Il primo penserà che nella vita basti diventare ‘grosso’ il secondo si sentirà stimolato a diventare anche ‘grande’.

Il famoso scrittore bulgaro Elias Canetti, premio Nobel (1981) ammetteva d’essere stato ‘costruito’ dalle parole della madre, donna colta ed orgogliosa. Rimasto orfano di padre in tenera età, ricorda le serate che passava con la mamma a leggere e a parlare e conclude: “Io sono fatto di quei discorsi”.

TERZO: finalmente, le parole sono fondamentali nell’arte di educare perché possono convincere.

Le armi vincono, le parole convincono!

Ebbene, qui tocchiamo il cuore stesso dell’educazione.

Educare non è comandare, non è castigare (anche se i comandi ed i castighi ci vogliono, eccome!) educare è far succedere fatti interiori: è persuadere, è convincere.

Datemi un ragazzo che sia davvero convinto che drogarsi è suicidarsi, un ragazzo convinto che dove entra il bere, esce il sapere…, e mi date un ragazzo che saprà tenere il suo giusto posto anche in discoteca e al pub.

Sì, a conti fatti, l’educazione è parola condivisa.

I CINQUE COMANDAMENTI DELLE PAROLE DETTE BENE

  1. Prima di parlare controlla che il cervello sia inserito.
  2. Quando parli pensa all’insalata: l’insalata è buona se ha più olio che aceto.
  3. Non dire sempre tutto quello che pensi, ma pensa sempre a quello che dici.
  4. Ricorda che la scienza sta ancora cercando una medicina più efficace delle parole buone.
  5. Se predichi acqua, non bere vino!

PAROLE DA DIRE MAI!

  • “Guarda come è bravo tuo fratello! Lui mangia gli spinaci e tu no!”.
  • “Ci togliamo il pane di bocca per te, e tu ci ripaghi in questo modo!”.
  • “Se fai così, ci fai morire!”.
  • “Ai miei tempi…!”.
  • “Ah, come si sta bene senza figli!”.
  • “Ma che figlio abbiamo!”.
  • “Sei un disastro!”.
  • “Tanto sei sempre lo stesso!”.
  • “Se lo fai ancora, non ti voglio più bene…”.

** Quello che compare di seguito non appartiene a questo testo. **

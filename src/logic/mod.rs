pub mod canonicalize;
pub mod generate;
pub mod hydrate;
pub mod image_stager;
pub mod reconcile;
pub mod session;
pub mod submission;

pub use canonicalize::*;
pub use generate::*;
pub use hydrate::*;
pub use image_stager::*;
pub use reconcile::*;
pub use session::*;
pub use submission::*;
pub mod attribute;
pub mod common;
pub mod remote;
pub mod submission;
pub mod variant;

pub use attribute::*;
pub use common::*;
pub use remote::*;
pub use submission::*;
pub use variant::*;
use crate::model::PartRef;

/// Separator between `groupId:value` pairs in a canonical key
pub const KEY_SEPARATOR: &str = "|";

/// Sort parts by `(group_id, value)` and derive the canonical key.
///
/// Pure and total: any permutation of the same parts yields the same key.
/// Used for freshly generated combinations and for rows loaded from the
/// backend alike, so both sides merge on the same identity.
pub fn canonicalize(mut parts: Vec<PartRef>) -> (Vec<PartRef>, String) {
    parts.sort_by(|a, b| {
        a.group_id
            .cmp(&b.group_id)
            .then_with(|| a.value.cmp(&b.value))
    });
    let key = canonical_key(&parts);
    (parts, key)
}

/// Key for parts that are already in canonical order
pub fn canonical_key(parts: &[PartRef]) -> String {
    parts
        .iter()
        .map(|p| format!("{}:{}", p.group_id, p.value))
        .collect::<Vec<_>>()
        .join(KEY_SEPARATOR)
}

Queste sono frasi da mai dire: urtano, spaventano, fanno sentire il figlio colpevole d’esser nato, lo possono far cadere in depressione, gli possono provocare sentimenti di odio contro i genitori.

Queste sono frasi che possono uccidere più che le camere a gas!

Mai come in questo caso è indovinato il proverbio africano: “Quando inciampa la lingua, è peggio che il piede”.

PAROLE DI QUALITÀ

  • “È bello avere un figlio come te!”.
  • “Tu sei speciale per me!”.
  • “Sono felice di averti!”.
  • “La tua faccia è il più bel panorama del mondo”.
  • “Tutto si può sostituire, eccetto te”.
  • “Sei tu che dai senso alla mia vita”.
  • “Anche se fossi il più brutto anatroccolo, ti amerei sempre con tutto il cuore che ho a disposizione”.
  • “Sono sempre abbracciabile per te”.

Queste sono parole che mettono le ali al figlio, lo convincono d’avere mille possibilità, parole che gli danno la grinta per salire sul podio!

LE TRE PORTE

Un giorno il discepolo domandò al maestro: ‘Maestro, quando si può parlare?’.

Il maestro rispose: ‘Prima d’essere pronunciata, ogni parola deve passare attraverso tre porte’.

‘È vera?’, chiede il portinaio della prima porta.

‘È necessaria?’, domanda il guardiano della seconda.

‘È gentile?’, indaga il guardiano della terza.

‘Verità, opportunità, gentilezza sono i requisiti della parola buona’, concluse il maestro.